[Start of section]
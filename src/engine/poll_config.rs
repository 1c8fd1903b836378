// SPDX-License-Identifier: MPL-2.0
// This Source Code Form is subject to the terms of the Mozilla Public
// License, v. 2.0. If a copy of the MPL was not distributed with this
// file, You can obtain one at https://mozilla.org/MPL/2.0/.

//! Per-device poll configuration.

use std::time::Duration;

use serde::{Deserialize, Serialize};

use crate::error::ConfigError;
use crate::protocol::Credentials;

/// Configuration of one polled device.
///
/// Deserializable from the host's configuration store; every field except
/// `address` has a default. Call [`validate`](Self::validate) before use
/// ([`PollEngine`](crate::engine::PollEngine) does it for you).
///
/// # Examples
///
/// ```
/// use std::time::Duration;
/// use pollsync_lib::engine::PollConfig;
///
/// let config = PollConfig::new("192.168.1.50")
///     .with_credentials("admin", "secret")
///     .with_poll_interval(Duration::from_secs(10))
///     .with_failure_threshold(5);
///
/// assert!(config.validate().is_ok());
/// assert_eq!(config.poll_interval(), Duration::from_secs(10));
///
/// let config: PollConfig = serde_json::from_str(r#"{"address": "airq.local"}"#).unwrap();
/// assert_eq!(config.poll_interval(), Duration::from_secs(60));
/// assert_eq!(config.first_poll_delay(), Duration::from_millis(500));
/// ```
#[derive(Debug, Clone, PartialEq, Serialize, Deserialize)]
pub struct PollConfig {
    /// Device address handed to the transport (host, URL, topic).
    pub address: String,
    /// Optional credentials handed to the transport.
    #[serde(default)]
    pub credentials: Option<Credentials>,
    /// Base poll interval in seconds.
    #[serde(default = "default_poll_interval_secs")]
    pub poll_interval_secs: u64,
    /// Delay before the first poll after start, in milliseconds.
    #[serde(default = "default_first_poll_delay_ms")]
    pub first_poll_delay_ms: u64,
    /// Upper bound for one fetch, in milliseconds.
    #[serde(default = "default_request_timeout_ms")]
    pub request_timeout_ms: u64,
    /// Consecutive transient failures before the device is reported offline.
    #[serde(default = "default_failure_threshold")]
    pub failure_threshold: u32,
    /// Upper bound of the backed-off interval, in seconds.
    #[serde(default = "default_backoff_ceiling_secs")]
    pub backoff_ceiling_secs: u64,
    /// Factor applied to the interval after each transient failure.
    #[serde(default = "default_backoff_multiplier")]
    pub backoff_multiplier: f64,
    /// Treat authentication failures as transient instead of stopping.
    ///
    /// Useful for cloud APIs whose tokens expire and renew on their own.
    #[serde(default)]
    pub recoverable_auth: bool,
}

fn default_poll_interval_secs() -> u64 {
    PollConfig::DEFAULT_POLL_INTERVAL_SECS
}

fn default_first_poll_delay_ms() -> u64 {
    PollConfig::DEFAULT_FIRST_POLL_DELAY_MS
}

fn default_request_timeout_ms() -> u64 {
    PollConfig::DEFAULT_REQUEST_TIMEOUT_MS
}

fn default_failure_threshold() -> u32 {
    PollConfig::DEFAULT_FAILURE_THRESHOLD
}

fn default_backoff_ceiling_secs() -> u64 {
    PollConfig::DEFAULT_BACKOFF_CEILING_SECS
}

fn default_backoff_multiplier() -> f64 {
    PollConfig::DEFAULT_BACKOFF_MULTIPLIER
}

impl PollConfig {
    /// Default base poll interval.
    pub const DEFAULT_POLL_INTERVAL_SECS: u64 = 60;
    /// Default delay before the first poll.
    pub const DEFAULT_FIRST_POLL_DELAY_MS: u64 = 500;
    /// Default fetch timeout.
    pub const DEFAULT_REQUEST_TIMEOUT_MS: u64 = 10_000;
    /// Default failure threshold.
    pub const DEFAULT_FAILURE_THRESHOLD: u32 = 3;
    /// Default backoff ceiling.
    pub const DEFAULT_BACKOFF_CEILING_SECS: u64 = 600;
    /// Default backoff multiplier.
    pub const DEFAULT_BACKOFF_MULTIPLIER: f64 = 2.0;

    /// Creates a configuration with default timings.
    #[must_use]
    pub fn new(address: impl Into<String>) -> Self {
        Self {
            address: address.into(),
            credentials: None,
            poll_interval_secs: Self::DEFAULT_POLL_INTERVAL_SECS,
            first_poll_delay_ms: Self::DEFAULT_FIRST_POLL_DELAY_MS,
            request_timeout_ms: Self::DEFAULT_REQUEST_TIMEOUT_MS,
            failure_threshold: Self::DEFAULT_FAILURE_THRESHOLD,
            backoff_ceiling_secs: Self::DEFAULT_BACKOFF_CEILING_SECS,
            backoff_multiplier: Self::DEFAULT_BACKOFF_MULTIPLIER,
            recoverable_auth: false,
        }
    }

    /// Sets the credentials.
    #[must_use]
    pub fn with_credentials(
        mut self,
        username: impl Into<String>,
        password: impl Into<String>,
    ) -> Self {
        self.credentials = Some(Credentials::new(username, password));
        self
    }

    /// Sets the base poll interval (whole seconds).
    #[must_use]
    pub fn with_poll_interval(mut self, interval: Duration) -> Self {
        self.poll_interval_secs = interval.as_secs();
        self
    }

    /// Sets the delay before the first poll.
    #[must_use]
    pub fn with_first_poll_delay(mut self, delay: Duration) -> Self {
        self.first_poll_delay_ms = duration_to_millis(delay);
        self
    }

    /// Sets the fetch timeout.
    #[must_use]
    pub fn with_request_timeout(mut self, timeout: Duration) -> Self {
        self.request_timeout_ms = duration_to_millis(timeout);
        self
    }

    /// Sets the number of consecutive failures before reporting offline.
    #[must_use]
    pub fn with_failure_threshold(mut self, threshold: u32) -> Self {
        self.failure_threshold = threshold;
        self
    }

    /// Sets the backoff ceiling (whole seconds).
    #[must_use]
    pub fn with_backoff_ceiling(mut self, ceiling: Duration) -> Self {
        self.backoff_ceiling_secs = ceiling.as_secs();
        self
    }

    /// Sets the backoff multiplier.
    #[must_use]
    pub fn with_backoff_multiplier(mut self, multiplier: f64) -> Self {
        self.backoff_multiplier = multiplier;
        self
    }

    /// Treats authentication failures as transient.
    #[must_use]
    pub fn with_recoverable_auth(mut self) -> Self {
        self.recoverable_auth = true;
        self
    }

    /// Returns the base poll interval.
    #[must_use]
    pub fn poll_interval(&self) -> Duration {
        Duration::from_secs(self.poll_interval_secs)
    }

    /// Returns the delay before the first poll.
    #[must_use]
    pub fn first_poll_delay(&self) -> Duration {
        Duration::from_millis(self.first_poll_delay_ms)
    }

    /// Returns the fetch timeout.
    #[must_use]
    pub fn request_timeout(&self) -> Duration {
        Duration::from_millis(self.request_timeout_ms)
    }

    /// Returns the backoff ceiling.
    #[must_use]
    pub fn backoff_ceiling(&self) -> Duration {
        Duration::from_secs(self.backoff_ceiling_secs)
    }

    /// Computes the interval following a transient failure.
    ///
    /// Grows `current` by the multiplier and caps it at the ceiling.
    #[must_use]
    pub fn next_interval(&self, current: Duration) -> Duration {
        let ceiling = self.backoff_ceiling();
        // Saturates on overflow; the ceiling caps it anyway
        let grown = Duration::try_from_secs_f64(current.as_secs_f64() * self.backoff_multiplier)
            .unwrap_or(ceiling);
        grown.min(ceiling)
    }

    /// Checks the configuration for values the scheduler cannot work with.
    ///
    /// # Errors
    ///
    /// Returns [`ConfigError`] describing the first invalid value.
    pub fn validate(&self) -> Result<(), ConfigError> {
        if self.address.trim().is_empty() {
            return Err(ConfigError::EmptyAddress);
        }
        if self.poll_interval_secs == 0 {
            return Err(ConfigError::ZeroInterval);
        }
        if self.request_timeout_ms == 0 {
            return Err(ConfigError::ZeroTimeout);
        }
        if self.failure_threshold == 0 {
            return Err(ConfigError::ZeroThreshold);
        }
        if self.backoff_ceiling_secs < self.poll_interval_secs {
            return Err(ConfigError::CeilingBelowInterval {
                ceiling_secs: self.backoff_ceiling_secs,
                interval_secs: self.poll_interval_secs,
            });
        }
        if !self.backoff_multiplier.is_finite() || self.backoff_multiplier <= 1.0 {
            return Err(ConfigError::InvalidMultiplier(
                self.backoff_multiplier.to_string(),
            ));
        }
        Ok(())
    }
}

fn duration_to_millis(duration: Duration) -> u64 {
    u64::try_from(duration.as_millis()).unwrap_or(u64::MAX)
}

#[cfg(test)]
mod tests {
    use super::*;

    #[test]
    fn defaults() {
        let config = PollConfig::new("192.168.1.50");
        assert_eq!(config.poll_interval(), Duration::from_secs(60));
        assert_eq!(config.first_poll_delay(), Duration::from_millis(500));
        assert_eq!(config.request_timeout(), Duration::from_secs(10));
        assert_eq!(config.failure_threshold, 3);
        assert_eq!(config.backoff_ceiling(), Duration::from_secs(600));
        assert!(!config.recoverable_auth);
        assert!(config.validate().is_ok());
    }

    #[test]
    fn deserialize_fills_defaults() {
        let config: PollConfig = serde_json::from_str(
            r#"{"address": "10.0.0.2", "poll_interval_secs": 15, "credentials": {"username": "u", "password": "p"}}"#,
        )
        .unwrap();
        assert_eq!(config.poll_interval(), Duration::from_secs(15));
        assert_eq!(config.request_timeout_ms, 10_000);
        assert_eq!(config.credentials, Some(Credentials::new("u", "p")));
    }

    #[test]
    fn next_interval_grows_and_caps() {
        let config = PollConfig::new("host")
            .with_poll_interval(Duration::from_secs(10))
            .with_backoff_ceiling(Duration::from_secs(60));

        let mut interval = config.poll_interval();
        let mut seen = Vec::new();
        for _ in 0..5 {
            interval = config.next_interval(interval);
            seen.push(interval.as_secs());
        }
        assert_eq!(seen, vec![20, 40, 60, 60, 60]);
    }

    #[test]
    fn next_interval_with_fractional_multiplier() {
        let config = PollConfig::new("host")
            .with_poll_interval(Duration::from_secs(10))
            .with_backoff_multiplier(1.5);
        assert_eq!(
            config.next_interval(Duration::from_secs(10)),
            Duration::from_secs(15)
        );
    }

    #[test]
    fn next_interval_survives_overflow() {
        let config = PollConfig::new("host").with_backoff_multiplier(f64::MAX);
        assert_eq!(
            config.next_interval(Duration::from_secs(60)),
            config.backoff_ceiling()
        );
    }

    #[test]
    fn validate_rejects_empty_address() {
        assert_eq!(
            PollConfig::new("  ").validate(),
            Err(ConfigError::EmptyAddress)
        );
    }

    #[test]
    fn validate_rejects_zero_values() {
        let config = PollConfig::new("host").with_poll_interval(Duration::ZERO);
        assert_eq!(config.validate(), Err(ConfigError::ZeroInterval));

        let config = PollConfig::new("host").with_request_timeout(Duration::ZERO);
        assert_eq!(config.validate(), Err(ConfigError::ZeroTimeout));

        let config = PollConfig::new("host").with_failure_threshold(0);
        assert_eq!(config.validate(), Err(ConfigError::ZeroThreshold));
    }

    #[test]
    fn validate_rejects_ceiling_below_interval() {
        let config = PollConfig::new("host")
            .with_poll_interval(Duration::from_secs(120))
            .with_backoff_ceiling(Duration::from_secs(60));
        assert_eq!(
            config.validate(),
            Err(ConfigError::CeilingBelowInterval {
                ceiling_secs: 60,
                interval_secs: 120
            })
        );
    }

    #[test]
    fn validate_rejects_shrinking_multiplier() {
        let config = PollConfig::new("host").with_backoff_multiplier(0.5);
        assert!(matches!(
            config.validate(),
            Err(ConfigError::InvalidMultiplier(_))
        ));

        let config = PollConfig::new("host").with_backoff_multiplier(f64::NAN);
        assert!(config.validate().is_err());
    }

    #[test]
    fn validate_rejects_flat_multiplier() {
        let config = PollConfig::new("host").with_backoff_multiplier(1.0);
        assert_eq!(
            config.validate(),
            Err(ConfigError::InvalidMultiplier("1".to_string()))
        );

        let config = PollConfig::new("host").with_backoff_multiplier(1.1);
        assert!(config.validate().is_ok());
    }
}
[End of section]
EXERCISE GOAL
Copy, please, every line from the start of the entries down to the line that holds "use crate::protocol::Credentials;", with both of those lines included and no others.

SOLUTION BELOW
filename src/engine/poll_config.rs
repository 1c8fd1903b836378
// SPDX-License-Identifier: MPL-2.0
// This Source Code Form is subject to the terms of the Mozilla Public
// License, v. 2.0. If a copy of the MPL was not distributed with this
// file, You can obtain one at https://mozilla.org/MPL/2.0/.

//! Per-device poll configuration.

use std::time::Duration;

use serde::{Deserialize, Serialize};

use crate::error::ConfigError;
use crate::protocol::Credentials;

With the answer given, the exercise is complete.